Лидия Григорьевна пожала плечами.

– Кто ж их разберёт, этих детей, – ответила она. – Не знаешь, когда обида выстрелит. Это я уже из личного школьного опыта говорю. Дети, что на выпускном про двойку в первом классе вспоминали, напившись до умопомрачения? Да полно таких. В туалете вольют в себя бутылку шампанского, а потом горшки с цветами в учительской швыряют. Я, уж поверьте, насмотрелась. Но Вадим, конечно, их всех превзошёл. «Давление снизят – и домой!» Командовал мной, как хотел. А мне уже всё равно стало после его слов. От криза умереть или от опухоли…

– Видимо, не всё равно, – Платонов сделал то, чего никогда не позволял себе в гнойной хирургии – сел на кровать рядом. У него после работы в госпитале сложилась масса предубеждений по поводу госпитальной флоры – и это было одно из непреложных правил. – Вы всё-таки попросили о помощи.

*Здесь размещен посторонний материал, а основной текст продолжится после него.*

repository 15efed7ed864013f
pub mod handlers;
pub mod router;
pub mod defaults;
pub mod paths;
pub mod service;
pub mod types;
pub mod validation;

pub use paths::AppPaths;
pub use service::ConfigService;
pub use types::{
    AppConfig, ChatConfig, DataConfig, EmbeddingConfig, LlmConfig, RetrievalConfig, ServerConfig,
};
use std::env;
use std::fs;
use std::path::{Path, PathBuf};

#[derive(Debug, Clone)]
pub struct AppPaths {
    pub project_root: PathBuf,
    pub user_data_dir: PathBuf,
    pub log_dir: PathBuf,
}

impl AppPaths {
    pub fn new() -> Self {
        let project_root = discover_project_root();
        let user_data_dir = discover_user_data_dir(&project_root);
        Self::with_dirs(project_root, user_data_dir)
    }

    /// Builds paths rooted at explicit directories, creating them if needed.
    pub fn with_dirs(project_root: PathBuf, user_data_dir: PathBuf) -> Self {
        let log_dir = user_data_dir.join("logs");

        for dir in [&user_data_dir, &log_dir] {
            let _ = fs::create_dir_all(dir);
        }

        AppPaths {
            project_root,
            user_data_dir,
            log_dir,
        }
    }

    /// Resolves a data file the way operators expect: absolute paths as-is,
    /// then the data dir, then the project root.
    pub fn resolve_input(&self, raw: &Path) -> PathBuf {
        if raw.is_absolute() {
            return raw.to_path_buf();
        }
        let user_candidate = self.user_data_dir.join(raw);
        if user_candidate.exists() {
            return user_candidate;
        }
        self.project_root.join(raw)
    }

    /// Resolves a path the process writes to; relative paths land in the data dir.
    pub fn resolve_output(&self, raw: &Path) -> PathBuf {
        if raw.is_absolute() {
            raw.to_path_buf()
        } else {
            self.user_data_dir.join(raw)
        }
    }
}

impl Default for AppPaths {
    fn default() -> Self {
        Self::new()
    }
}

fn discover_project_root() -> PathBuf {
    if let Ok(root) = env::var("FLIPKART_ROOT") {
        return PathBuf::from(root);
    }

    let cwd = env::current_dir().unwrap_or_else(|_| PathBuf::from("."));
    if cwd.join("config.yml").exists() {
        return cwd;
    }

    let manifest_dir = PathBuf::from(env!("CARGO_MANIFEST_DIR"));
    if manifest_dir.join("config.yml").exists() {
        return manifest_dir;
    }

    cwd
}

fn discover_user_data_dir(project_root: &Path) -> PathBuf {
    if let Ok(dir) = env::var("FLIPKART_DATA_DIR") {
        return PathBuf::from(dir);
    }

    project_root.join("var")
}
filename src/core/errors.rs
use axum::{http::StatusCode, response::IntoResponse, Json};
use serde_json::json;
use thiserror::Error;

#[derive(Debug, Error)]
pub enum ApiError {
    #[error("bad request: {0}")]
    BadRequest(String),
    #[error("upstream error: {0}")]
    Upstream(String),
    #[error("internal error: {0}")]
    Internal(String),
}

impl ApiError {
    pub fn internal<E: std::fmt::Display>(err: E) -> Self {
        ApiError::Internal(err.to_string())
    }

    pub fn upstream<E: std::fmt::Display>(err: E) -> Self {
        ApiError::Upstream(err.to_string())
    }
}

impl IntoResponse for ApiError {
    fn into_response(self) -> axum::response::Response {
        let (status, message) = match &self {
            ApiError::BadRequest(msg) => (StatusCode::BAD_REQUEST, msg.clone()),
            // Collaborator failures surface as a plain 500, same as any other fault.
            ApiError::Upstream(msg) => (StatusCode::INTERNAL_SERVER_ERROR, msg.clone()),
            ApiError::Internal(msg) => (StatusCode::INTERNAL_SERVER_ERROR, msg.clone()),
        };

        if status.is_server_error() {
            tracing::error!("request failed: {}", message);
        }

        let body = Json(json!({ "error": message }));
        (status, body).into_response()
    }
}
//! Review retrieval: document model, vector store, and context formatting.

mod context_builder;
mod sqlite;
mod store;

pub use context_builder::{ContextBuilder, ContextBuilderConfig};
pub use sqlite::SqliteVectorStore;
pub use store::{Document, ScoredDocument, VectorStore};
use std::collections::HashMap;

use tokio::sync::RwLock;

use crate::llm::ChatMessage;

/// In-memory chat history keyed by session id.
///
/// Each session keeps at most `max_messages` of its most recent messages,
/// dropped a whole exchange at a time so history always opens on a user turn.
/// Nothing is persisted; a restart starts every session empty.
pub struct SessionHistory {
    sessions: RwLock<HashMap<String, Vec<ChatMessage>>>,
    max_messages: usize,
}

impl SessionHistory {
    pub fn new(max_messages: usize) -> Self {
        Self {
            sessions: RwLock::new(HashMap::new()),
            max_messages,
        }
    }

    pub async fn messages(&self, session_id: &str) -> Vec<ChatMessage> {
        self.sessions
            .read()
            .await
            .get(session_id)
            .cloned()
            .unwrap_or_default()
    }

    /// Records one question/answer exchange.
    pub async fn append_exchange(&self, session_id: &str, question: &str, answer: &str) {
        if self.max_messages == 0 {
            return;
        }

        let mut sessions = self.sessions.write().await;
        let history = sessions.entry(session_id.to_string()).or_default();
        history.push(ChatMessage::user(question));
        history.push(ChatMessage::assistant(answer));

        if history.len() > self.max_messages {
            let excess = history.len() - self.max_messages;
            history.drain(..excess.next_multiple_of(2));
        }
    }
}
use async_trait::async_trait;
use reqwest::{Client, RequestBuilder};
use serde_json::{json, Value};

use super::provider::{ChatProvider, EmbeddingProvider};
use super::types::ChatRequest;
use crate::core::config::{EmbeddingConfig, LlmConfig};
use crate::core::errors::ApiError;

/// Client for any server speaking the OpenAI REST dialect
/// (`/v1/chat/completions`, `/v1/embeddings`), e.g. Groq or a local
/// text-embeddings server.
#[derive(Clone)]
pub struct OpenAiCompatibleClient {
    base_url: String,
    model: String,
    api_key: Option<String>,
    temperature: Option<f64>,
    max_tokens: Option<u32>,
    client: Client,
}

impl OpenAiCompatibleClient {
    pub fn new(base_url: impl Into<String>, model: impl Into<String>, api_key: Option<String>) -> Self {
        let base_url = base_url.into();
        Self {
            base_url: base_url.trim_end_matches('/').to_string(),
            model: model.into(),
            api_key: api_key.filter(|key| !key.trim().is_empty()),
            temperature: None,
            max_tokens: None,
            client: Client::new(),
        }
    }

    pub fn for_chat(config: &LlmConfig) -> Self {
        let mut client = Self::new(&config.base_url, &config.model, config.api_key.clone());
        client.temperature = Some(config.temperature);
        client.max_tokens = config.max_tokens;
        client
    }

    pub fn for_embeddings(config: &EmbeddingConfig) -> Self {
        Self::new(&config.base_url, &config.model, config.api_key.clone())
    }

    fn post(&self, endpoint: &str) -> RequestBuilder {
        let url = format!("{}{}", self.base_url, endpoint);
        let builder = self.client.post(url);
        match &self.api_key {
            Some(key) => builder.bearer_auth(key),
            None => builder,
        }
    }

    async fn send_json(&self, endpoint: &str, body: &Value) -> Result<Value, ApiError> {
        let res = self
            .post(endpoint)
            .json(body)
            .send()
            .await
            .map_err(ApiError::upstream)?;

        let status = res.status();
        if !status.is_success() {
            let text = res.text().await.unwrap_or_default();
            return Err(ApiError::Upstream(format!(
                "{} returned {}: {}",
                endpoint, status, text
            )));
        }

        res.json().await.map_err(ApiError::upstream)
    }
}

#[async_trait]
impl ChatProvider for OpenAiCompatibleClient {
    fn model_name(&self) -> &str {
        &self.model
    }

    async fn chat(&self, request: ChatRequest) -> Result<String, ApiError> {
        let mut body = json!({
            "model": self.model,
            "messages": request.messages,
            "stream": false,
        });

        if let Some(obj) = body.as_object_mut() {
            if let Some(t) = request.temperature.or(self.temperature) {
                obj.insert("temperature".to_string(), json!(t));
            }
            if let Some(t) = request.max_tokens.or(self.max_tokens) {
                obj.insert("max_tokens".to_string(), json!(t));
            }
        }

        let payload = self.send_json("/v1/chat/completions", &body).await?;

        payload["choices"][0]["message"]["content"]
            .as_str()
            .map(|content| content.to_string())
            .ok_or_else(|| {
                ApiError::Upstream("chat completion response has no message content".to_string())
            })
    }
}

#[async_trait]
impl EmbeddingProvider for OpenAiCompatibleClient {
    fn model_name(&self) -> &str {
        &self.model
    }

    async fn embed(&self, inputs: &[String]) -> Result<Vec<Vec<f32>>, ApiError> {
        if inputs.is_empty() {
            return Ok(Vec::new());
        }

        let body = json!({
            "model": self.model,
            "input": inputs,
        });

        let payload = self.send_json("/v1/embeddings", &body).await?;

        let Some(data) = payload["data"].as_array() else {
            return Err(ApiError::Upstream(
                "embedding response has no data array".to_string(),
            ));
        };

        // Servers may return items out of order; `index` is authoritative when present.
        let mut items: Vec<(usize, Vec<f32>)> = data
            .iter()
            .enumerate()
            .map(|(position, item)| {
                let index = item["index"].as_u64().map(|i| i as usize).unwrap_or(position);
                let vector = item["embedding"]
                    .as_array()
                    .map(|vals| {
                        vals.iter()
                            .filter_map(|v| v.as_f64().map(|f| f as f32))
                            .collect()
                    })
                    .unwrap_or_default();
                (index, vector)
            })
            .collect();
        items.sort_by_key(|(index, _)| *index);

        let embeddings: Vec<Vec<f32>> = items.into_iter().map(|(_, vector)| vector).collect();
        if embeddings.len() != inputs.len() {
            return Err(ApiError::Upstream(format!(
                "expected {} embeddings, got {}",
                inputs.len(),
                embeddings.len()
            )));
        }

        Ok(embeddings)
    }
}
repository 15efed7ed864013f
//! Retrieval chain: history-aware question rewriting, retrieval, and
//! answer generation over the review index.

mod builder;
mod history;
mod prompts;
mod retrieval;

pub use builder::{ChainSettings, RagChainBuilder};
pub use history::SessionHistory;
pub use retrieval::{ChainInput, ChainOutput, HistoryAwareRagChain, RetrievalChain};
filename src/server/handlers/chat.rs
use std::sync::Arc;

use axum::extract::State;
use axum::Form;
use serde::Deserialize;

use crate::chain::ChainInput;
use crate::core::errors::ApiError;
use crate::state::AppState;

#[derive(Debug, Deserialize)]
pub struct ChatForm {
    pub msg: Option<String>,
}

/// Answers one chat message with the retrieval chain.
///
/// Every request uses the configured session id, so all clients share one
/// conversation history.
pub async fn get_response(
    State(state): State<Arc<AppState>>,
    Form(form): Form<ChatForm>,
) -> Result<String, ApiError> {
    let msg = validate_message(form.msg, state.config.chat.max_input_length)?;

    let output = state
        .chain
        .invoke(ChainInput::new(msg, state.config.chat.session_id.as_str()))
        .await?;

    state.metrics.record_prediction();
    Ok(output.answer)
}

fn validate_message(msg: Option<String>, max_len: usize) -> Result<String, ApiError> {
    let Some(msg) = msg else {
        return Err(ApiError::BadRequest("missing form field 'msg'".to_string()));
    };
    if msg.trim().is_empty() {
        return Err(ApiError::BadRequest("'msg' cannot be empty".to_string()));
    }
    if msg.chars().count() > max_len {
        return Err(ApiError::BadRequest(format!(
            "'msg' exceeds {} characters",
            max_len
        )));
    }
    Ok(msg)
}
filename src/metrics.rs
//! Process-lifetime request counters exposed in Prometheus text format.

use prometheus::{Encoder, IntCounter, Registry, TextEncoder};

use crate::core::errors::ApiError;

pub const HTTP_REQUESTS_TOTAL: &str = "http_requests_total";
pub const PREDICTION_REQUESTS_COUNT: &str = "prediction_requests_count";

/// Counters live in a registry owned by the application state rather than
/// the crate-global default registry, so each state renders only its own.
#[derive(Clone)]
pub struct AppMetrics {
    registry: Registry,
    http_requests: IntCounter,
    predictions: IntCounter,
}

impl AppMetrics {
    pub fn new() -> Result<Self, ApiError> {
        let registry = Registry::new();

        let http_requests = IntCounter::new(
            HTTP_REQUESTS_TOTAL,
            "Total number of requests received by the API",
        )
        .map_err(ApiError::internal)?;
        let predictions = IntCounter::new(
            PREDICTION_REQUESTS_COUNT,
            "Total number of requests for model made and predictions",
        )
        .map_err(ApiError::internal)?;

        registry
            .register(Box::new(http_requests.clone()))
            .map_err(ApiError::internal)?;
        registry
            .register(Box::new(predictions.clone()))
            .map_err(ApiError::internal)?;

        Ok(Self {
            registry,
            http_requests,
            predictions,
        })
    }

    pub fn record_request(&self) {
        self.http_requests.inc();
    }

    pub fn record_prediction(&self) {
        self.predictions.inc();
    }

    pub fn http_requests(&self) -> u64 {
        self.http_requests.get()
    }

    pub fn predictions(&self) -> u64 {
        self.predictions.get()
    }

    /// Content type of [`render`](Self::render) output.
    pub fn content_type(&self) -> String {
        TextEncoder::new().format_type().to_string()
    }

    pub fn render(&self) -> Result<String, ApiError> {
        let encoder = TextEncoder::new();
        let mut buffer = Vec::new();
        encoder
            .encode(&self.registry.gather(), &mut buffer)
            .map_err(ApiError::internal)?;
        String::from_utf8(buffer).map_err(ApiError::internal)
    }
}
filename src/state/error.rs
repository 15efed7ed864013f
use thiserror::Error;

use crate::ingest::IngestError;

#[derive(Debug, Error)]
pub enum InitializationError {
    #[error("Failed to initialize metrics: {0}")]
    Metrics(#[source] anyhow::Error),

    #[error("Failed to ingest reviews: {0}")]
    Ingest(#[source] IngestError),

    #[error("Failed to build retrieval chain: {0}")]
    Chain(#[source] anyhow::Error),
}
pub mod chat;
pub mod home;
pub mod metrics;
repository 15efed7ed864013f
//! Review ingestion: CSV rows become documents, documents become a
//! persisted vector index.

mod converter;
mod ingestor;

pub use converter::{ConvertError, DataConverter};
pub use ingestor::{DataIngestor, IngestError};
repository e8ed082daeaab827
//! Error types for the API client.

/// Errors that can occur when making API requests.
#[derive(thiserror::Error, Debug)]
pub enum Error {
    /// The HTTP request itself failed (connection, timeout, body read).
    #[error("Network error")]
    Network(#[from] reqwest::Error),

    /// The configured base URL could not be parsed.
    #[error("Invalid base URL")]
    InvalidBaseUrl(#[from] url::ParseError),

    /// The response body was not valid JSON.
    #[error("Failed to parse {method} response")]
    Parse {
        method: &'static str,
        #[source]
        source: serde_json::Error,
    },

    /// The API answered with a non-success status.
    #[error("{method} failed with status {status}")]
    Api {
        method: &'static str,
        status: u16,
        url: String,
        body: String,
    },

    /// The response did not have the expected shape.
    #[error("Missing key `{key}` in {method} response")]
    Shape {
        method: &'static str,
        key: &'static str,
    },
}
//! Top-level client for the OpenSecrets.org API.

use std::sync::Arc;

use serde_json::Value;

use crate::{
    candidates::Candidates,
    committees::Committees,
    independent_expenditures::IndependentExpenditures,
    organizations::Organizations,
    request::{self, Params},
    response,
    transport::Transport,
    Error,
};

/// Production base URL for the OpenSecrets.org API.
pub const BASE_URL: &str = "https://www.opensecrets.org/api/";

/// Environment variable consulted by [`Client::from_env`].
pub const API_KEY_VAR: &str = "OPENSECRETS_API_KEY";

/// Shared collaborators held by every namespace: the base URL, the API
/// key, and the transport. Immutable after construction.
pub(crate) struct Core {
    base_url: String,
    api_key: String,
    transport: Transport,
}

impl Core {
    /// Runs one API call end to end: build the URL, fetch, parse the
    /// envelope, then unwrap each key in `path` in order.
    pub(crate) async fn call(
        &self,
        method: &'static str,
        params: Params,
        path: &[&'static str],
    ) -> Result<Value, Error> {
        let url = request::build_url(&self.base_url, method, &self.api_key, &params)?;
        let (status, body) = self.transport.get(&url).await?;
        let mut value = response::parse_envelope(method, status, url.as_str(), &body)?;
        for key in path {
            value = response::unwrap_key(method, value, key)?;
        }
        Ok(value)
    }
}

/// Client for the OpenSecrets.org campaign-finance API.
///
/// Methods are namespaced by topic through the public fields. Responses
/// are returned as decoded JSON with the envelope and endpoint-specific
/// wrapper keys stripped.
///
/// An API key is required. The key is not validated at construction; an
/// absent or invalid key is rejected by the remote service at the first
/// request.
pub struct Client {
    /// Current Congressional legislators and their finances.
    pub candidates: Candidates,
    /// Fundraising by Congressional committee.
    pub committees: Committees,
    /// Fundraising organizations.
    pub orgs: Organizations,
    /// Independent expenditure transactions.
    pub indexp: IndependentExpenditures,
}

impl Client {
    /// Creates a client for the production API with the given key.
    pub fn new(api_key: impl Into<String>) -> Self {
        Self::build(BASE_URL.to_string(), api_key.into(), Transport::new())
    }

    /// Creates a client reading the API key from the `OPENSECRETS_API_KEY`
    /// environment variable.
    ///
    /// The variable is read once, here. If it is unset the key is empty
    /// and requests fail remotely at first use rather than at
    /// construction.
    pub fn from_env() -> Self {
        let api_key = std::env::var(API_KEY_VAR).unwrap_or_default();
        Self::build(BASE_URL.to_string(), api_key, Transport::new())
    }

    /// Creates a client with a custom base URL. Used for testing with wiremock.
    pub fn with_base_url(base_url: &str, api_key: impl Into<String>) -> Self {
        Self::build(base_url.to_string(), api_key.into(), Transport::new())
    }

    /// Creates a client with a custom base URL and a caller-configured
    /// transport. This is how callers opt into response caching.
    pub fn with_transport(
        base_url: &str,
        api_key: impl Into<String>,
        transport: Transport,
    ) -> Self {
        Self::build(base_url.to_string(), api_key.into(), transport)
    }

    fn build(base_url: String, api_key: String, transport: Transport) -> Self {
        let core = Arc::new(Core {
            base_url,
            api_key,
            transport,
        });
        Self {
            candidates: Candidates::new(Arc::clone(&core)),
            committees: Committees::new(Arc::clone(&core)),
            orgs: Organizations::new(Arc::clone(&core)),
            indexp: IndependentExpenditures::new(core),
        }
    }
}
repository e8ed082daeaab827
use std::time::Duration;

use opensecrets_api::{Client, ResponseCache, Transport};
use wiremock::matchers::{method, path, query_param};
use wiremock::{Mock, MockServer, ResponseTemplate};

fn load_fixture(name: &str) -> String {
    std::fs::read_to_string(format!("tests/fixtures/{}", name)).unwrap()
}

#[tokio::test]
async fn second_identical_call_is_served_from_cache() {
    let mock_server = MockServer::start().await;
    let body = load_fixture("cand_summary.json");

    Mock::given(method("GET"))
        .and(path("/"))
        .and(query_param("method", "candSummary"))
        .respond_with(ResponseTemplate::new(200).set_body_string(&body))
        .expect(1)
        .mount(&mock_server)
        .await;

    let transport = Transport::with_cache(ResponseCache::new(Duration::from_secs(60)));
    let client = Client::with_transport(&mock_server.uri(), "test-key", transport);

    let first = client.candidates.summary("N00007360", Some("2014")).await.unwrap();
    let second = client.candidates.summary("N00007360", Some("2014")).await.unwrap();
    assert_eq!(first, second);
}

#[tokio::test]
async fn different_urls_do_not_share_cache_entries() {
    let mock_server = MockServer::start().await;
    let body = load_fixture("cand_summary.json");

    Mock::given(method("GET"))
        .and(path("/"))
        .and(query_param("method", "candSummary"))
        .respond_with(ResponseTemplate::new(200).set_body_string(&body))
        .expect(2)
        .mount(&mock_server)
        .await;

    let transport = Transport::with_cache(ResponseCache::new(Duration::from_secs(60)));
    let client = Client::with_transport(&mock_server.uri(), "test-key", transport);

    client.candidates.summary("N00007360", Some("2014")).await.unwrap();
    client.candidates.summary("N00007360", Some("2016")).await.unwrap();
}

#[tokio::test]
async fn expired_entries_are_refetched() {
    let mock_server = MockServer::start().await;
    let body = load_fixture("indexp.json");

    Mock::given(method("GET"))
        .and(path("/"))
        .and(query_param("method", "independentExpend"))
        .respond_with(ResponseTemplate::new(200).set_body_string(&body))
        .expect(2)
        .mount(&mock_server)
        .await;

    let transport = Transport::with_cache(ResponseCache::new(Duration::from_millis(20)));
    let client = Client::with_transport(&mock_server.uri(), "test-key", transport);

    client.indexp.get().await.unwrap();
    tokio::time::sleep(Duration::from_millis(50)).await;
    client.indexp.get().await.unwrap();
}

#[tokio::test]
async fn error_responses_are_not_cached() {
    let mock_server = MockServer::start().await;

    Mock::given(method("GET"))
        .and(path("/"))
        .respond_with(ResponseTemplate::new(500).set_body_string(r#"{"error": "down"}"#))
        .expect(2)
        .mount(&mock_server)
        .await;

    let transport = Transport::with_cache(ResponseCache::new(Duration::from_secs(60)));
    let client = Client::with_transport(&mock_server.uri(), "test-key", transport);

    assert!(client.indexp.get().await.is_err());
    assert!(client.indexp.get().await.is_err());
}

Он смотрел на освещённое уличным фонарём лицо Лидии Григорьевны и не хотел верить ни единому её слову. Не мог он представить, что этот тщедушный мальчик методично убивал мать из-за разбитого квадрокоптера. Это просто не могло быть правдой. Казалось, что она и сама плохо в это верит – но дальнейшие слова развеяли всякие сомнения в правдивости жуткой истории.

– Я не помощи хотела, если честно, – Лидия Григорьевна повернулась к Виктору. – Я сына видеть не хотела. Жить с ним под одной крышей – не хотела. Он ведь не просто так Верочку в дом привёл – он прекрасно понимал, что он совершает. Тихое медленное убийство длиной почти в два года, если считать с того самого дня, как я упала. Приходится за его чёртов дрон своей жизнью расплачиваться.

Она сказала это и отвернулась от Платонова к стене. Виктор помолчал несколько секунд, потом встал и вышел из палаты, тихо прикрыв дверь. На посту он взял историю болезни, в листе назначений вписал сильное обезболивающее и вышел на лестницу.

Яркий свет площадки перед отделением реанимации ударил ему по глазам после сумрака «гнилухи». Он прищурился, замер на мгновенье. Потом вспомнил, что был приглашён на кофе в терапию больше двух часов назад. Усмехнувшись несвоевременности мысли, Платонов направился длинными коридорами к себе в ординаторскую.

…Утром на сдаче дежурства Кравец с ним даже не поздоровалась.